What have you always wanted to be?
- Lesley

- Apr 28
- 3 min read
I always wanted to be a teacher.
But my dad had such a negative opinion of teachers and the education system, and was so outspoken about it, that I didn’t dare.
Off I went to university, as we were all expected to do in my family, and pursued a psychology degree. My dad was a psychologist.
Now, to be clear, not once did my dad ever suggest what I ought to do with my life. Or what I ought to be interested in. But I sure wanted to please him, so I made up all kinds of stories about how to make him happy.
(Once I had kids, I realized that’s not quite how it works.)
My first act of rebellion was at the tender age of 24ish. I went to law school. I don’t think I actually had any intention of being a lawyer. I didn’t really even know what lawyers did. But everything I’d done until that point in my life, academically at least, was easy. I was always at the top of the class, even in university.
I probably would have thrived going further in psychology, and sometimes wonder why I didn’t. I LOVE psychology, to this day. But I think I needed to feel a challenge, to do something scary. Something out of my comfort zone. And I wanted to stay in school just a bit longer. I wasn’t ready for the real world.
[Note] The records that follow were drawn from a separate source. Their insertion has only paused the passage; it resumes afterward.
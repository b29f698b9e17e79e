/// Wall-clock source for token issuance and expiry checks.
///
/// Every instance of the service reads the same kind of clock; tests swap in a
/// [`MockClock`] to move time forward without sleeping.

use chrono::{DateTime, Duration, TimeZone, Utc};
use std::sync::atomic::{AtomicI64, Ordering};

pub trait Clock: Send + Sync {
    fn now(&self) -> DateTime<Utc>;
}

#[derive(Debug, Default, Clone, Copy)]
pub struct SystemClock;

impl Clock for SystemClock {
    fn now(&self) -> DateTime<Utc> {
        Utc::now()
    }
}

/// Manually driven clock with millisecond resolution.
#[derive(Debug)]
pub struct MockClock {
    millis: AtomicI64,
}

impl MockClock {
    pub fn new(start: DateTime<Utc>) -> Self {
        Self {
            millis: AtomicI64::new(start.timestamp_millis()),
        }
    }

    /// Starts at the current system time.
    pub fn starting_now() -> Self {
        Self::new(Utc::now())
    }

    pub fn advance(&self, by: Duration) {
        self.millis.fetch_add(by.num_milliseconds(), Ordering::SeqCst);
    }

    pub fn set(&self, to: DateTime<Utc>) {
        self.millis.store(to.timestamp_millis(), Ordering::SeqCst);
    }
}

impl Clock for MockClock {
    fn now(&self) -> DateTime<Utc> {
        let millis = self.millis.load(Ordering::SeqCst);
        Utc.timestamp_millis_opt(millis)
            .single()
            .unwrap_or_else(Utc::now)
    }
}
I found my little clique of lawyer friends, who seemed very non-lawyer-y, quite frankly. Like attracts like.
I knew early on that this probably wasn’t for me. But I’m no quitter, so I saw it through. And to make the most of it, I even worked in the Legal Aid Clinic all through law school, so I was taking it beyond the classroom and the books and making it real. Just in case I liked it, I suppose. I wanted to give it a proper chance.
I didn’t hate law school. I didn’t do badly. But I certainly wasn’t top of the class. I saw it through as far as articling in a full-service law firm. A bit of this, a bit of that. My heart wasn’t in it. I just couldn’t see this being what I did for the rest of my life.
People were so proud of me. Like going to law school meant something other than going to law school. My in-laws, in particular, seemed so incredibly proud of me. I’m not sure whether they even realize I’ve never practiced beyond articling. I don’t think it even mattered. I think “our daughter-in-law went to law school” was some kind of status thing.
My second act of rebellion happened in 2019, right before the COVID pandemic.
I became a teacher.
My dad was gone for 23 years before I decided it was okay to do that. I wasn’t a teacher-teacher… I was just doing some online English teaching to kids in China.
I loved it.
Got myself a little ESL certificate and everything. Obviously, things picked up in 2020 with no one going to school and Chinese parents desperate to make sure their kids got ahead. I was busy.
And once I’d done the forbidden and chosen my own path, the floodgates opened. It suddenly dawned on me that I could do anything I wanted.
Can you imagine?
Law school taught me that I could do hard things that seemed unexpected and out of character, and that took me out of my element. And teaching taught me that I didn’t have to be afraid of doing something I thought my dad disapproved of.
And now the possibilities are endless.